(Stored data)

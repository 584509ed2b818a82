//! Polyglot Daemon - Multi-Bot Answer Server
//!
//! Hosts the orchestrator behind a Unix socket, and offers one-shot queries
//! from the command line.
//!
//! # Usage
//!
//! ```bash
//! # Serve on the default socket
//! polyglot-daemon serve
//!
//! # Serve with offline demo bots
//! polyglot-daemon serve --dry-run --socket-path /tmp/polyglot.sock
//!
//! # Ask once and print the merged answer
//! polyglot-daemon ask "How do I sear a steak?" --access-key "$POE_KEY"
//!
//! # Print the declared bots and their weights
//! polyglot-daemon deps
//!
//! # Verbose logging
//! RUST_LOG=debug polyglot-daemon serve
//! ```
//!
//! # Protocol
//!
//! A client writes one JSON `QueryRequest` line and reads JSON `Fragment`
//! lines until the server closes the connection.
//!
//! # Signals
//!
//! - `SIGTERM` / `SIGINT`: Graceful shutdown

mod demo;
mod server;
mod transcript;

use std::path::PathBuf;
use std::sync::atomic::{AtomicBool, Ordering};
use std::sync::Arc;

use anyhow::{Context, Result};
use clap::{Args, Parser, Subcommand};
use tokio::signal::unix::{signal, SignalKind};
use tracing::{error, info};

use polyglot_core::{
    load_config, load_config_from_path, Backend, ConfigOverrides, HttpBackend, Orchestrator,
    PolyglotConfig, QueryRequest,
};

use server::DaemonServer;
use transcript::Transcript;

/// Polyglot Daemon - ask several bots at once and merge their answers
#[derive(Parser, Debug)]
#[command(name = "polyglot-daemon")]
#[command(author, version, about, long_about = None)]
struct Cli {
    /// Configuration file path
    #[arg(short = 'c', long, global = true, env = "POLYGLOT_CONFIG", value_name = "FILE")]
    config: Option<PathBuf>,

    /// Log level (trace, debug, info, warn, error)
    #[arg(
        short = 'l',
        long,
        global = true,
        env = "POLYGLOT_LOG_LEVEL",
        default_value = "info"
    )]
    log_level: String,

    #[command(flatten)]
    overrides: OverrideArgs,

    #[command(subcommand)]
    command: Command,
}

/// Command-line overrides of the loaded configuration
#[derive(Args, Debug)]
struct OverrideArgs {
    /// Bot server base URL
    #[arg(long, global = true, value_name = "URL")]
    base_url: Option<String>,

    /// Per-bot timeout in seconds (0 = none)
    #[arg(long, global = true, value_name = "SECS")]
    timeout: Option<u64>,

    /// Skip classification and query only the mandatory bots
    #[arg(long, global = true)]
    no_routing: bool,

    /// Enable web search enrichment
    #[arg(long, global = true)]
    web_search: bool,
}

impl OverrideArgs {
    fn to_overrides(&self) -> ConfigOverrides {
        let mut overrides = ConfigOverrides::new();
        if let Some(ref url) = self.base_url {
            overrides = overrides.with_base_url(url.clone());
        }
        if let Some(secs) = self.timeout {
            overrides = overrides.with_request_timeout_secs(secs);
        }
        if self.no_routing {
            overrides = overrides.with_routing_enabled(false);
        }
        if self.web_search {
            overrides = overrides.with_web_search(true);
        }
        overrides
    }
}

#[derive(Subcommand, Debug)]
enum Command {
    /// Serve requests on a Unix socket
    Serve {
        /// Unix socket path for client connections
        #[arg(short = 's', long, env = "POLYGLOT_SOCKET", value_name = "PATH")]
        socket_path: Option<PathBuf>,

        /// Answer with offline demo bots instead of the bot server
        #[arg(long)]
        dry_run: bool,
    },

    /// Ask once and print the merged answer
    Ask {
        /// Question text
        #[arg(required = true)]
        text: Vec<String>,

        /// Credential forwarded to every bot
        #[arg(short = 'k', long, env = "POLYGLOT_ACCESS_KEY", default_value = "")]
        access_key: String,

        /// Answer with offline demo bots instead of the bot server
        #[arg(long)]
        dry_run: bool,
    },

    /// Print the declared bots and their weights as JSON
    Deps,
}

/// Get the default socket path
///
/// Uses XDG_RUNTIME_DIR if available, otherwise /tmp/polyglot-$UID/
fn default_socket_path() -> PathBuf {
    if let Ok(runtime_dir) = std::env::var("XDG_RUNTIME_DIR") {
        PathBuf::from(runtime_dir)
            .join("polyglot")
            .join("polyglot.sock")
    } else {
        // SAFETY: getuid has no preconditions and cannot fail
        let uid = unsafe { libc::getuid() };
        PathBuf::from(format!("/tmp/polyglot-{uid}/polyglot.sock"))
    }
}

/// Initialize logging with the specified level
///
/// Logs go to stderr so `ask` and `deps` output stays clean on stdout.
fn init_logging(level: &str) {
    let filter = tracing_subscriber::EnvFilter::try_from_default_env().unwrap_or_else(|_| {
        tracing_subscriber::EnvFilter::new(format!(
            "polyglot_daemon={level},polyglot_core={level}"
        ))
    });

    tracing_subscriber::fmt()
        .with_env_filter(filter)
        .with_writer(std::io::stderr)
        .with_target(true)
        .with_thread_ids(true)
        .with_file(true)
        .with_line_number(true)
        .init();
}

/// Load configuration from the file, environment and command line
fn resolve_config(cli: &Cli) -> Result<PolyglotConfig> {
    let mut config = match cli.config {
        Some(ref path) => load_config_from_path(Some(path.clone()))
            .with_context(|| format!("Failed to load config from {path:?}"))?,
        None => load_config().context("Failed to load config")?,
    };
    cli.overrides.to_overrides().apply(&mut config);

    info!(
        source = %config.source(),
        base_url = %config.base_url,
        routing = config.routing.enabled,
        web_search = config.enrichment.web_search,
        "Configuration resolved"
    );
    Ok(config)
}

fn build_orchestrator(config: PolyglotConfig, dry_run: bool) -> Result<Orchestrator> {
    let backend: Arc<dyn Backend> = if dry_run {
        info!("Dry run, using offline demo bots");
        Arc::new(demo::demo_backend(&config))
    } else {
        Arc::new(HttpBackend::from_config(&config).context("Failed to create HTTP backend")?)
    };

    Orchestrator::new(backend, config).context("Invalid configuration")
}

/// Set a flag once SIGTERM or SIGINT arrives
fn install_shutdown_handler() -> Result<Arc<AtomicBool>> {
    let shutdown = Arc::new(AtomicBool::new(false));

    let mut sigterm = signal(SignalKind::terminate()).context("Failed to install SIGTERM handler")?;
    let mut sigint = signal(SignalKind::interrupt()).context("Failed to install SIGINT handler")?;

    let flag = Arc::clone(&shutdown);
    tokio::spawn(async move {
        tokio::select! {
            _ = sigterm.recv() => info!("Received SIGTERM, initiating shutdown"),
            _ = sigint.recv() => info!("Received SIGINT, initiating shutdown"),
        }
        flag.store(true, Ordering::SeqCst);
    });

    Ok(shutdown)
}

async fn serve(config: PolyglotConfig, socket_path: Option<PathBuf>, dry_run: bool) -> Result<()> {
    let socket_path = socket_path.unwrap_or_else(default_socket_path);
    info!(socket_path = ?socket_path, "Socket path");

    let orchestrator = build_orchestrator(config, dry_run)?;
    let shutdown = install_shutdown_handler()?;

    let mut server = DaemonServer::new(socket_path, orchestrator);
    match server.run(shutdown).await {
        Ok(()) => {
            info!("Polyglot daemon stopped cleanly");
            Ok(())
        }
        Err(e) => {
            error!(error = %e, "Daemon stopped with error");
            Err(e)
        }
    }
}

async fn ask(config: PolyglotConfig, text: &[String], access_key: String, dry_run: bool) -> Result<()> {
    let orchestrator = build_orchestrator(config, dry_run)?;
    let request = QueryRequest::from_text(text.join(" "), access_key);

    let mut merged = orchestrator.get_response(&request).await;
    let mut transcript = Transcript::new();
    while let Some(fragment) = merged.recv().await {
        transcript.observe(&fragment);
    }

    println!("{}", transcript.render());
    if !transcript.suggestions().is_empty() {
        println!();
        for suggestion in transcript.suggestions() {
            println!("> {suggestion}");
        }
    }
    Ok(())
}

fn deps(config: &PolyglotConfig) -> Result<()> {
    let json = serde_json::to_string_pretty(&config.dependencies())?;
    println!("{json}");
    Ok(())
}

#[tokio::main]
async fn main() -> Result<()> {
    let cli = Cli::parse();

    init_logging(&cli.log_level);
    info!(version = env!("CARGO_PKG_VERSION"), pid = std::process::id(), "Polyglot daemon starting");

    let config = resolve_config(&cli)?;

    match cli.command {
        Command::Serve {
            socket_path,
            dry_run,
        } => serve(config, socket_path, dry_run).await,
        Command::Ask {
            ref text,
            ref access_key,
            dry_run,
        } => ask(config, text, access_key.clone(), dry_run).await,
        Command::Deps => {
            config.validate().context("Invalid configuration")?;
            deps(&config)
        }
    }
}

### [REQUIREMENT]
Find the word "their" in the records and pull out each line that has it.

### [COMPLETED EXERCISE]
//! # Print the declared bots and their weights
/// Polyglot Daemon - ask several bots at once and merge their answers
    /// Print the declared bots and their weights as JSON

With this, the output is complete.